For the Unstructured Ingest CLI and the Unstructured Ingest Python library, you can use the `--partition-by-api` option (CLI) or `partition_by_api` (Python) parameter to specify where files are processed:

* To do local file processing, omit `--partition-by-api` (CLI) or `partition_by_api` (Python), or explicitly specify `partition_by_api=False` (Python).

  Local file processing does not use an Unstructured API key or API URL, so you can also omit the following, if they appear:

  * `--api-key $UNSTRUCTURED_API_KEY` (CLI) or `api_key=os.getenv("UNSTRUCTURED_API_KEY")` (Python)
  * `--partition-endpoint $UNSTRUCTURED_API_URL` (CLI) or `partition_endpoint=os.getenv("UNSTRUCTURED_API_URL")` (Python)
  * The environment variables `UNSTRUCTURED_API_KEY` and `UNSTRUCTURED_API_URL`

* To send files to the legacy [Unstructured Partition Endpoint](/api-reference/legacy-api/partition/overview) for processing, specify `--partition-by-api` (CLI) or `partition_by_api=True` (Python).

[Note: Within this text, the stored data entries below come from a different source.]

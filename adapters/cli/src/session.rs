//! Owns the world and its systems and pumps events between them.

use std::time::Duration;

use log::warn;
use track_builder_core::{Command, Event, RoundPhase, TrackGenerator};
use track_builder_system_train::TrainSimulator;
use track_builder_system_validation::Validation;
use track_builder_world::{self as world, query, GameConfig, World};

/// Upper bound on ticks spent in one `run`, far above any reachable path.
const RUN_TICK_LIMIT: usize = 100_000;

/// Interactive game session.
#[derive(Debug)]
pub(crate) struct Session {
    world: World,
    validation: Validation,
    train: TrainSimulator,
}

impl Session {
    pub(crate) fn new(config: GameConfig, generator: impl TrackGenerator + 'static) -> Self {
        Self {
            world: World::new(config, generator),
            validation: Validation::new(),
            train: TrainSimulator::new(),
        }
    }

    pub(crate) fn world(&self) -> &World {
        &self.world
    }

    /// Applies a command, then feeds the resulting events to every system
    /// until none of them has anything left to say.
    pub(crate) fn execute(&mut self, command: Command) -> Vec<Event> {
        let mut log = Vec::new();
        let mut events = Vec::new();
        world::apply(&mut self.world, command, &mut events);

        loop {
            log.extend(events.iter().cloned());

            let mut commands = Vec::new();
            self.validation
                .handle(&events, query::board_view(&self.world), &mut commands);
            self.train.handle(
                &events,
                query::train(&self.world),
                query::board_view(&self.world),
                &mut commands,
            );

            if commands.is_empty() {
                return log;
            }

            events.clear();
            for command in commands {
                world::apply(&mut self.world, command, &mut events);
            }
        }
    }

    /// Lets `dt` pass in slices no longer than one train step.
    pub(crate) fn advance(&mut self, dt: Duration) -> Vec<Event> {
        let mut log = Vec::new();
        let mut remaining = dt;

        while !remaining.is_zero() && !self.concluded() {
            let slice = match self.slice_length() {
                limit if limit.is_zero() => remaining,
                limit => remaining.min(limit),
            };
            remaining -= slice;
            log.extend(self.execute(Command::Tick { dt: slice }));
        }

        log
    }

    /// Ends the build phase if needed and ticks until the round concludes.
    pub(crate) fn run_to_conclusion(&mut self) -> Vec<Event> {
        let mut log = self.execute(Command::EndBuildPhase);

        for _ in 0..RUN_TICK_LIMIT {
            if self.concluded() {
                return log;
            }
            let dt = query::run_step_interval(&self.world);
            log.extend(self.execute(Command::Tick { dt }));
        }

        warn!("run did not conclude within {RUN_TICK_LIMIT} ticks");
        log
    }

    fn concluded(&self) -> bool {
        matches!(query::phase(&self.world), RoundPhase::Concluded(_))
    }

    fn slice_length(&self) -> Duration {
        match query::phase(&self.world) {
            RoundPhase::Building => query::build_time_remaining(&self.world),
            _ => query::run_step_interval(&self.world),
        }
    }
}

  Unstructured also requires an Unstructured API key and API URL, by adding the following:

  * `--api-key $UNSTRUCTURED_API_KEY` (CLI) or `api_key=os.getenv("UNSTRUCTURED_API_KEY")` (Python)
  * `--partition-endpoint $UNSTRUCTURED_API_URL` (CLI) or `partition_endpoint=os.getenv("UNSTRUCTURED_API_URL")` (Python)
  * The environment variables `UNSTRUCTURED_API_KEY` and `UNSTRUCTURED_API_URL`, representing your API key and API URL, respectively.

  <Note>
    You must specify the API URL only if you are not using the default API URL for Unstructured Ingest, which applies to **Let's Go**, **Pay-As-You-Go**, and **Business SaaS** accounts.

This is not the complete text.